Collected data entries
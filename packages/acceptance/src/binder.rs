//! Step binder
//!
//! Maps step phrases to handlers. A phrase may contain `{name}` placeholders
//! that capture text from the step (`the user should be redirected to the
//! {page_name} page.`). Each phrase can be bound once per keyword; a second
//! registration is an error at startup instead of silently shadowing the
//! first.
//!
//! # Example
//!
//! ```ignore
//! let binder = StepBinder::with_default_steps()?;
//! binder.execute(&mut session, StepKeyword::Given, "a new user,").await?;
//! binder.execute(&mut session, StepKeyword::When, "they visit the landing page").await?;
//! ```

use std::collections::HashMap;
use std::fmt;
use std::str::FromStr;

use regex::Regex;
use tracing::{debug, info};

use crate::driver::Launcher;
use crate::error::{AcceptanceError, Result};
use crate::session::Session;
use crate::steps;

#[derive(Debug, Clone, Copy, PartialEq, Eq, Hash)]
pub enum StepKeyword {
    Given,
    When,
    Then,
    /// Matches under any keyword
    Any,
}

impl StepKeyword {
    /// Whether a binding under `self` can be reached by a step under `other`.
    pub fn overlaps(self, other: StepKeyword) -> bool {
        self == other || self == StepKeyword::Any || other == StepKeyword::Any
    }
}

impl fmt::Display for StepKeyword {
    fn fmt(&self, f: &mut fmt::Formatter<'_>) -> fmt::Result {
        match self {
            StepKeyword::Given => write!(f, "Given"),
            StepKeyword::When => write!(f, "When"),
            StepKeyword::Then => write!(f, "Then"),
            StepKeyword::Any => write!(f, "Step"),
        }
    }
}

impl FromStr for StepKeyword {
    type Err = AcceptanceError;

    fn from_str(s: &str) -> Result<Self> {
        match s.trim().to_ascii_lowercase().as_str() {
            "given" => Ok(StepKeyword::Given),
            "when" => Ok(StepKeyword::When),
            "then" => Ok(StepKeyword::Then),
            "step" | "*" => Ok(StepKeyword::Any),
            other => Err(AcceptanceError::Config(format!("unknown step keyword '{}'", other))),
        }
    }
}

/// The handlers a phrase can be bound to.
#[derive(Debug, Clone, Copy, PartialEq, Eq)]
pub enum StepAction {
    GivenNewUser,
    VisitLandingPage,
    SelectGetStarted,
    AssertRedirected,
    VisitLoginPage,
    SelectSignUp,
    ProvideValidInformation,
    AssertAccountCreated,
}

#[derive(Debug, Clone)]
struct Binding {
    keyword: StepKeyword,
    pattern: String,
    regex: Regex,
    action: StepAction,
}

/// A resolved step: the action and its captured placeholders.
#[derive(Debug, Clone, PartialEq, Eq)]
pub struct StepMatch {
    pub action: StepAction,
    pub captures: HashMap<String, String>,
}

#[derive(Debug, Clone, Default)]
pub struct StepBinder {
    bindings: Vec<Binding>,
}

/// Compile a phrase with `{name}` placeholders to an anchored regex.
fn compile_pattern(pattern: &str) -> Result<Regex> {
    let mut source = String::from("^");
    let mut rest = pattern;
    while let Some(open) = rest.find('{') {
        let close = rest[open..].find('}').map(|i| open + i).ok_or_else(|| {
            AcceptanceError::Config(format!("unclosed placeholder in step pattern '{}'", pattern))
        })?;
        let name = &rest[open + 1..close];
        if name.is_empty() || !name.chars().all(|c| c.is_ascii_alphanumeric() || c == '_') {
            return Err(AcceptanceError::Config(format!(
                "invalid placeholder '{{{}}}' in step pattern '{}'",
                name, pattern
            )));
        }
        source.push_str(&regex::escape(&rest[..open]));
        source.push_str(&format!("(?P<{}>.+?)", name));
        rest = &rest[close + 1..];
    }
    source.push_str(&regex::escape(rest));
    source.push('$');

    Regex::new(&source)
        .map_err(|e| AcceptanceError::Config(format!("invalid step pattern '{}': {}", pattern, e)))
}

impl StepBinder {
    pub fn new() -> Self {
        Self::default()
    }

    /// The bindings for the landing page and sign-up features.
    pub fn with_default_steps() -> Result<Self> {
        let mut binder = Self::new();
        binder.register(StepKeyword::Given, "a new user,", StepAction::GivenNewUser)?;
        binder.register(StepKeyword::When, "they visit the landing page", StepAction::VisitLandingPage)?;
        binder.register(StepKeyword::Any, "select “Get Started“ button,", StepAction::SelectGetStarted)?;
        binder.register(
            StepKeyword::Then,
            "the user should be redirected to the {page_name} page.",
            StepAction::AssertRedirected,
        )?;
        binder.register(StepKeyword::When, "they visit the login page", StepAction::VisitLoginPage)?;
        binder.register(StepKeyword::Any, "select the “Sign Up“ button", StepAction::SelectSignUp)?;
        binder.register(StepKeyword::Any, "provide valid information,", StepAction::ProvideValidInformation)?;
        binder.register(
            StepKeyword::Then,
            "they should be able to create an account.",
            StepAction::AssertAccountCreated,
        )?;
        Ok(binder)
    }

    /// Bind `pattern` under `keyword`.
    ///
    /// Fails with [`AcceptanceError::DuplicateStep`] when the same pattern is
    /// already bound under an overlapping keyword.
    pub fn register(&mut self, keyword: StepKeyword, pattern: &str, action: StepAction) -> Result<()> {
        if self
            .bindings
            .iter()
            .any(|b| b.pattern == pattern && b.keyword.overlaps(keyword))
        {
            return Err(AcceptanceError::DuplicateStep {
                keyword,
                pattern: pattern.to_string(),
            });
        }

        let regex = compile_pattern(pattern)?;
        debug!(%keyword, pattern, ?action, "registered step");
        self.bindings.push(Binding {
            keyword,
            pattern: pattern.to_string(),
            regex,
            action,
        });
        Ok(())
    }

    pub fn len(&self) -> usize {
        self.bindings.len()
    }

    pub fn is_empty(&self) -> bool {
        self.bindings.is_empty()
    }

    /// Find the binding for a step. The whole text must match.
    pub fn resolve(&self, keyword: StepKeyword, text: &str) -> Result<StepMatch> {
        let text = text.trim();
        self.bindings
            .iter()
            .filter(|b| b.keyword.overlaps(keyword))
            .find_map(|b| {
                let caps = b.regex.captures(text)?;
                let captures = b
                    .regex
                    .capture_names()
                    .flatten()
                    .filter_map(|name| caps.name(name).map(|m| (name.to_string(), m.as_str().to_string())))
                    .collect();
                Some(StepMatch {
                    action: b.action,
                    captures,
                })
            })
            .ok_or_else(|| AcceptanceError::UndefinedStep {
                keyword,
                text: text.to_string(),
            })
    }

    /// Resolve and run one step against the session.
    pub async fn execute<L: Launcher>(
        &self,
        session: &mut Session<L>,
        keyword: StepKeyword,
        text: &str,
    ) -> Result<()> {
        let step = self.resolve(keyword, text)?;
        info!(%keyword, step = text, "running step");

        match step.action {
            StepAction::GivenNewUser => steps::given_new_user(session).await,
            StepAction::VisitLandingPage => steps::visit_landing_page(session).await,
            StepAction::SelectGetStarted => steps::select_get_started(session).await,
            StepAction::AssertRedirected => {
                let page_name = step.captures.get("page_name").ok_or_else(|| {
                    AcceptanceError::Config("redirect step bound without a {page_name} placeholder".into())
                })?;
                steps::assert_redirected(session, page_name).await
            }
            StepAction::VisitLoginPage => steps::visit_login_page(session).await,
            StepAction::SelectSignUp => steps::select_sign_up(session).await,
            StepAction::ProvideValidInformation => steps::provide_valid_information(session).await,
            StepAction::AssertAccountCreated => steps::assert_account_created(session).await,
        }
    }
}
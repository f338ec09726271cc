//! Element locators
//!
//! A [`Locator`] is a (strategy, selector) pair that identifies one element.
//! A [`Target`] names a UI element and lists the locators that may find it,
//! most stable first. Positional XPaths break whenever the layout shifts, so
//! they only ever appear as the last candidate.

use std::fmt;

use tracing::{debug, warn};

use crate::driver::BrowserDriver;
use crate::error::{AcceptanceError, Result};

/// How a selector is interpreted.
#[derive(Debug, Clone, Copy, PartialEq, Eq, Hash)]
pub enum Strategy {
    /// XPath 1.0 expression
    XPath,
    /// CSS selector
    Css,
    /// Exact visible text of a link
    LinkText,
    /// Value of the `data-testid` attribute
    TestId,
}

impl fmt::Display for Strategy {
    fn fmt(&self, f: &mut fmt::Formatter<'_>) -> fmt::Result {
        match self {
            Strategy::XPath => write!(f, "xpath"),
            Strategy::Css => write!(f, "css"),
            Strategy::LinkText => write!(f, "link text"),
            Strategy::TestId => write!(f, "test id"),
        }
    }
}

#[derive(Debug, Clone, PartialEq, Eq, Hash)]
pub struct Locator {
    pub strategy: Strategy,
    pub selector: String,
}

/// A locator lowered to something a browser can evaluate.
#[derive(Debug, Clone, PartialEq, Eq)]
pub enum Query {
    XPath(String),
    Css(String),
}

impl Locator {
    pub fn new(strategy: Strategy, selector: impl Into<String>) -> Self {
        Self {
            strategy,
            selector: selector.into(),
        }
    }

    pub fn xpath(selector: impl Into<String>) -> Self {
        Self::new(Strategy::XPath, selector)
    }

    pub fn css(selector: impl Into<String>) -> Self {
        Self::new(Strategy::Css, selector)
    }

    pub fn link_text(text: impl Into<String>) -> Self {
        Self::new(Strategy::LinkText, text)
    }

    pub fn test_id(id: impl Into<String>) -> Self {
        Self::new(Strategy::TestId, id)
    }

    /// Lower to a CSS or XPath query.
    ///
    /// Link text matches `<a>` elements whose whitespace-normalized text is
    /// exactly the selector.
    pub fn query(&self) -> Query {
        match self.strategy {
            Strategy::XPath => Query::XPath(self.selector.clone()),
            Strategy::Css => Query::Css(self.selector.clone()),
            Strategy::LinkText => Query::XPath(format!(
                "//a[normalize-space(string(.))={}]",
                xpath_literal(self.selector.trim())
            )),
            Strategy::TestId => Query::Css(format!(
                "[data-testid=\"{}\"]",
                self.selector.replace('\\', "\\\\").replace('"', "\\\"")
            )),
        }
    }
}

impl fmt::Display for Locator {
    fn fmt(&self, f: &mut fmt::Formatter<'_>) -> fmt::Result {
        write!(f, "{} '{}'", self.strategy, self.selector)
    }
}

/// Quote a string as an XPath 1.0 literal.
///
/// XPath has no escape sequences, so a value containing both quote kinds is
/// built with `concat()`.
pub fn xpath_literal(value: &str) -> String {
    if !value.contains('"') {
        format!("\"{}\"", value)
    } else if !value.contains('\'') {
        format!("'{}'", value)
    } else {
        let parts: Vec<String> = value
            .split('"')
            .map(|part| format!("\"{}\"", part))
            .collect();
        format!("concat({})", parts.join(", '\"', "))
    }
}

/// A named UI element with its candidate locators, most stable first.
#[derive(Debug, Clone, PartialEq, Eq)]
pub struct Target {
    pub name: &'static str,
    pub candidates: Vec<Locator>,
}

impl Target {
    pub fn new(name: &'static str, primary: Locator) -> Self {
        Self {
            name,
            candidates: vec![primary],
        }
    }

    /// Add a lower-priority locator.
    pub fn or(mut self, fallback: Locator) -> Self {
        self.candidates.push(fallback);
        self
    }

    /// Find the element right now, without waiting.
    ///
    /// Candidates are tried in order; the first hit wins.
    pub async fn locate<D: BrowserDriver>(&self, driver: &D) -> Result<D::Element> {
        for (index, locator) in self.candidates.iter().enumerate() {
            match driver.find_element(locator).await {
                Ok(element) => {
                    if index > 0 {
                        warn!(target_name = self.name, %locator, "located element by fallback locator");
                    } else {
                        debug!(target_name = self.name, %locator, "located element");
                    }
                    return Ok(element);
                }
                Err(AcceptanceError::LocatorNotFound { .. }) => continue,
                Err(e) => return Err(e),
            }
        }
        Err(self.not_found())
    }

    pub(crate) fn not_found(&self) -> AcceptanceError {
        AcceptanceError::LocatorNotFound {
            target: self.to_string(),
        }
    }
}

impl fmt::Display for Target {
    fn fmt(&self, f: &mut fmt::Formatter<'_>) -> fmt::Result {
        let candidates: Vec<String> = self.candidates.iter().map(|l| l.to_string()).collect();
        write!(f, "{} ({})", self.name, candidates.join(" | "))
    }
}
//! Audit records written to the history store.

use crate::account::{AccountData, AccountNumber};
use crate::transaction::{TransactionData, TransactionType};
use chrono::{DateTime, Utc};
use rust_decimal::Decimal;
use serde::{Deserialize, Serialize};

/// Outcome recorded in a ledger entry.
#[derive(Debug, Clone, Copy, PartialEq, Eq, Hash, Serialize, Deserialize)]
#[serde(rename_all = "SCREAMING_SNAKE_CASE")]
pub enum EntryStatus {
    /// The balance mutation committed
    Completed,
    /// The command was rejected or the store failed
    Failed,
}

impl EntryStatus {
    /// Wire representation of the status.
    #[must_use]
    pub const fn as_str(&self) -> &'static str {
        match self {
            Self::Completed => "COMPLETED",
            Self::Failed => "FAILED",
        }
    }
}

/// One append-only audit record per processed command.
///
/// `balance` is the account balance after the operation for `COMPLETED`
/// entries, and the balance observed when the attempt failed for `FAILED`
/// ones. When a failure happens before the balance was read (validation,
/// missing account, store unavailable) it is zero.
///
/// Field names follow the history document layout (`transaction_id`,
/// `account_number`, ...).
#[derive(Clone, Debug, PartialEq, Eq, Serialize, Deserialize)]
pub struct LedgerEntry {
    /// Correlation id carried from the command
    pub transaction_id: String,
    /// Account the command targeted
    pub account_number: AccountNumber,
    /// Amount as submitted
    pub amount: Decimal,
    /// Operation type as submitted
    #[serde(rename = "type")]
    pub kind: TransactionType,
    /// Outcome
    pub status: EntryStatus,
    /// Balance after the operation, or at failure
    pub balance: Decimal,
    /// When the entry was produced
    pub timestamp: DateTime<Utc>,
    /// Optional description from the command
    #[serde(default, skip_serializing_if = "Option::is_none")]
    pub description: Option<String>,
}

impl LedgerEntry {
    /// The `DEPOSIT`/`COMPLETED` entry that records an account's opening balance.
    #[must_use]
    pub fn opening_deposit(data: &AccountData, timestamp: DateTime<Utc>) -> Self {
        Self {
            transaction_id: data.reference_id.clone(),
            account_number: data.account_number.clone(),
            amount: data.initial_deposit,
            kind: TransactionType::Deposit,
            status: EntryStatus::Completed,
            balance: data.initial_deposit,
            timestamp,
            description: None,
        }
    }

    /// Entry for a transaction attempt with the given outcome.
    #[must_use]
    pub fn for_transaction(
        data: &TransactionData,
        status: EntryStatus,
        balance: Decimal,
        timestamp: DateTime<Utc>,
    ) -> Self {
        Self {
            transaction_id: data.transaction_id.clone(),
            account_number: data.account_number.clone(),
            amount: data.amount,
            kind: data.kind.clone(),
            status,
            balance,
            timestamp,
            description: data.description.clone(),
        }
    }

    /// Whether the entry records a committed mutation.
    #[must_use]
    pub fn is_completed(&self) -> bool {
        self.status == EntryStatus::Completed
    }
}

#[cfg(test)]
#[allow(clippy::unwrap_used)] // Test code can use unwrap
mod tests {
    use super::*;
    use rust_decimal_macros::dec;

    #[test]
    fn opening_deposit_mirrors_account_data() {
        let data = AccountData {
            account_number: AccountNumber::new("A1"),
            name: "Asha".to_string(),
            initial_deposit: dec!(100),
            reference_id: "ref-1".to_string(),
        };
        let entry = LedgerEntry::opening_deposit(&data, Utc::now());
        assert_eq!(entry.transaction_id, "ref-1");
        assert_eq!(entry.kind, TransactionType::Deposit);
        assert!(entry.is_completed());
        assert_eq!(entry.balance, dec!(100));
    }

    #[test]
    fn document_uses_snake_case_fields() {
        let data = TransactionData {
            account_number: AccountNumber::new("A1"),
            amount: dec!(25),
            kind: TransactionType::Withdrawal,
            transaction_id: "t-1".to_string(),
            description: Some("rent".to_string()),
        };
        let entry = LedgerEntry::for_transaction(&data, EntryStatus::Failed, dec!(20), Utc::now());
        let doc = serde_json::to_value(&entry).unwrap();
        assert_eq!(doc["transaction_id"], "t-1");
        assert_eq!(doc["account_number"], "A1");
        assert_eq!(doc["type"], "WITHDRAWAL");
        assert_eq!(doc["status"], "FAILED");
        assert_eq!(doc["description"], "rent");
    }
}
//! Best-effort audit append shared by both processors.

use crate::metrics::LedgerMetrics;
use banking_ledger_core::history_store::HistoryStore;
use banking_ledger_core::ledger_entry::LedgerEntry;
use tracing::{debug, error};

/// Append `entry` to the history store.
///
/// Failures are logged and counted, never returned or retried. The caller's
/// outcome has already been decided by the ledger store.
///
/// Returns whether the append succeeded.
pub async fn append_entry(
    history: &dyn HistoryStore,
    collection: &str,
    entry: &LedgerEntry,
) -> bool {
    match history.insert(collection, entry).await {
        Ok(()) => {
            debug!(
                transaction_id = %entry.transaction_id,
                status = entry.status.as_str(),
                "Ledger entry appended"
            );
            true
        }
        Err(e) => {
            error!(
                transaction_id = %entry.transaction_id,
                account_number = %entry.account_number,
                status = entry.status.as_str(),
                collection,
                error = %e,
                "Failed to append ledger entry"
            );
            LedgerMetrics::audit_write_failed(entry.status.as_str());
            false
        }
    }
}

> _The task_: If a line in the entries holds the word "Copy", count it. Report the total only.

> _Task solution_: 4